◆ **Your instructions**: Show each line in the listing below that contains the word "relations".

◆ **Exercise data**:
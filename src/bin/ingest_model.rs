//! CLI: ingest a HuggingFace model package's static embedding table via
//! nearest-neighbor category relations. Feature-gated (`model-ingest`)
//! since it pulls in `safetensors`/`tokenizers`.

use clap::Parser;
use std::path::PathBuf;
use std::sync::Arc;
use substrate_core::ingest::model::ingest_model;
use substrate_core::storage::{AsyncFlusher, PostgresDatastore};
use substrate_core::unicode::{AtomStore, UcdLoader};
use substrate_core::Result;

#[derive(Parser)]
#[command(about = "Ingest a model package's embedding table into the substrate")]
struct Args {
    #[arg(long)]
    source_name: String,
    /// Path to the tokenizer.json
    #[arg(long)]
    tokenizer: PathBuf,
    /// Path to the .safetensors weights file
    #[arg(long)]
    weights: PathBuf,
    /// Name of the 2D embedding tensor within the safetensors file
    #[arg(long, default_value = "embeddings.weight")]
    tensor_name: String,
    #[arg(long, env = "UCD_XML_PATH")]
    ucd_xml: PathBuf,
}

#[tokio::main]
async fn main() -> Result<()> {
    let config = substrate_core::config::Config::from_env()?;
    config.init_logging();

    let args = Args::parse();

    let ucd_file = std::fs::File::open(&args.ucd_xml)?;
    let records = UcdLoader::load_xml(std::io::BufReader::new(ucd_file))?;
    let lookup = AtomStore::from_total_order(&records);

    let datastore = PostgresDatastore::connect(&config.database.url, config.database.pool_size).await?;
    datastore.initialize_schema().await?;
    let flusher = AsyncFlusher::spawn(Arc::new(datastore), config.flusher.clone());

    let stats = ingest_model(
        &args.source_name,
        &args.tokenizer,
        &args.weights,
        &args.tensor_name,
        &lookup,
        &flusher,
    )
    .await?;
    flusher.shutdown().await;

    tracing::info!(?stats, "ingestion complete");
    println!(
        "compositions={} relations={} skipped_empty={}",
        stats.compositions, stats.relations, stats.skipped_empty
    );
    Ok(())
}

◆ **Response box**:
//! nearest-neighbor category relations. Feature-gated (`model-ingest`)
        "compositions={} relations={} skipped_empty={}",
        stats.compositions, stats.relations, stats.skipped_empty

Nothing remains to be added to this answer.